WHAT THE EXERCISE ASKS:
Copy out every line in the entries below that includes "ChatCompletionResponse".

TASK INPUT:
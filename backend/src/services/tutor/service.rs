use std::sync::Arc;
use std::time::Duration;

use crate::models::{AskRequest, ChatMessage};
use crate::services::tutor::client::{CompletionClient, CompletionError, MODEL, TEMPERATURE};
use crate::services::tutor::prompt::{DEFAULT_LANGUAGE_CODE, Mode, build_messages};
use crate::utils::{ApiError, ApiResult};

/// Request handling core behind `POST /ask`.
///
/// Holds only immutable, startup-provided state; one instance serves all
/// concurrent requests.
pub struct TutorService {
    client: Option<Arc<dyn CompletionClient>>,
    timeout: Duration,
}

impl TutorService {
    /// `client` is `None` when no completion-API credential was configured.
    pub fn new(client: Option<Arc<dyn CompletionClient>>, timeout: Duration) -> Self {
        Self { client, timeout }
    }

    pub fn is_available(&self) -> bool {
        self.client.is_some()
    }

    pub fn model(&self) -> &'static str {
        MODEL
    }

    /// Validate the request, call the model once and return the trimmed answer.
    ///
    /// Blank messages are rejected before the credential check, and neither
    /// rejection touches the network.
    pub async fn ask(&self, req: &AskRequest) -> ApiResult<String> {
        let message = req.message.trim();
        if message.is_empty() {
            return Err(ApiError::EmptyInput);
        }

        let client = self.client.as_ref().ok_or(ApiError::MissingCredential)?;

        let mode = req.mode_or(Mode::DEFAULT_TAG);
        let language = req.language_or(DEFAULT_LANGUAGE_CODE);
        let messages = build_messages(message, mode, language, req.history_items());

        tracing::info!(
            mode = mode,
            language = language,
            history = messages.len() - 2,
            "Forwarding tutor request"
        );

        let answer = self.complete_with_timeout(client.as_ref(), &messages).await?;
        Ok(answer.trim().to_string())
    }

    async fn complete_with_timeout(
        &self,
        client: &dyn CompletionClient,
        messages: &[ChatMessage],
    ) -> Result<String, CompletionError> {
        let started = std::time::Instant::now();
        let result = tokio::time::timeout(self.timeout, client.complete(MODEL, messages, TEMPERATURE))
            .await
            .unwrap_or_else(|_| Err(CompletionError::Timeout(self.timeout.as_secs())));

        match &result {
            Ok(_) => tracing::debug!("Completion finished in {} ms", started.elapsed().as_millis()),
            Err(e) => tracing::warn!(
                "Completion failed after {} ms: {}",
                started.elapsed().as_millis(),
                e
            ),
        }
        result
    }
}
//! Chat Completions client
//!
//! `CompletionClient` is the seam between the tutor service and the hosted
//! model; `OpenAIClient` talks to any OpenAI-compatible `/chat/completions`
//! endpoint over reqwest.

use async_trait::async_trait;
use reqwest::Client;
use serde::{Deserialize, Serialize};
use std::time::Duration;
use thiserror::Error;

use crate::models::ChatMessage;

/// Model used for every tutor request.
pub const MODEL: &str = "gpt-4o-mini";
/// Sampling temperature used for every tutor request.
pub const TEMPERATURE: f32 = 0.5;

#[derive(Debug, Error)]
pub enum CompletionError {
    #[error("{0}")]
    Http(#[from] reqwest::Error),

    #[error("Error code: {status} - {body}")]
    Api { status: u16, body: String },

    #[error("Invalid completion response: {0}")]
    Parse(#[from] serde_json::Error),

    #[error("Completion response contained no choices")]
    NoChoices,

    #[error("Request timed out after {0}s")]
    Timeout(u64),
}

/// A single non-streaming chat completion.
#[async_trait]
pub trait CompletionClient: Send + Sync {
    /// Returns the raw content of the first choice.
    async fn complete(
        &self,
        model: &str,
        messages: &[ChatMessage],
        temperature: f32,
    ) -> Result<String, CompletionError>;
}

// ============================================================================
// Wire format
// ============================================================================

#[derive(Debug, Serialize)]
struct ChatCompletionRequest<'a> {
    model: &'a str,
    messages: &'a [ChatMessage],
    temperature: f32,
}

#[derive(Debug, Deserialize)]
struct ChatCompletionResponse {
    #[serde(default)]
    choices: Vec<ChatChoice>,
}

#[derive(Debug, Deserialize)]
struct ChatChoice {
    message: ChoiceMessage,
}

#[derive(Debug, Deserialize)]
struct ChoiceMessage {
    #[serde(default)]
    content: Option<String>,
}

// ============================================================================
// OpenAI client
// ============================================================================

pub struct OpenAIClient {
    http_client: Client,
    base_url: String,
    api_key: String,
}

impl OpenAIClient {
    pub fn new(
        api_key: impl Into<String>,
        base_url: impl Into<String>,
        timeout: Duration,
    ) -> Result<Self, CompletionError> {
        let http_client = Client::builder().timeout(timeout).build()?;
        Ok(Self { http_client, base_url: base_url.into(), api_key: api_key.into() })
    }

    fn completions_url(&self) -> String {
        format!("{}/chat/completions", self.base_url.trim_end_matches('/'))
    }
}

#[async_trait]
impl CompletionClient for OpenAIClient {
    async fn complete(
        &self,
        model: &str,
        messages: &[ChatMessage],
        temperature: f32,
    ) -> Result<String, CompletionError> {
        let url = self.completions_url();
        tracing::debug!("POST {} ({} messages, model {})", url, messages.len(), model);

        let body = ChatCompletionRequest { model, messages, temperature };
        let response = self
            .http_client
            .post(&url)
            .bearer_auth(&self.api_key)
            .json(&body)
            .send()
            .await?;

        let status = response.status();
        let text = response.text().await?;
        if !status.is_success() {
            tracing::warn!("Completion API returned {}: {}", status, text);
            return Err(CompletionError::Api { status: status.as_u16(), body: text });
        }

        let parsed: ChatCompletionResponse = serde_json::from_str(&text)?;
        let choice = parsed.choices.into_iter().next().ok_or(CompletionError::NoChoices)?;
        Ok(choice.message.content.unwrap_or_default())
    }
}
pub mod error;
pub mod logging;

pub use error::{ApiError, ApiResult};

WRITTEN SOLUTION:
struct ChatCompletionResponse {
        let parsed: ChatCompletionResponse = serde_json::from_str(&text)?;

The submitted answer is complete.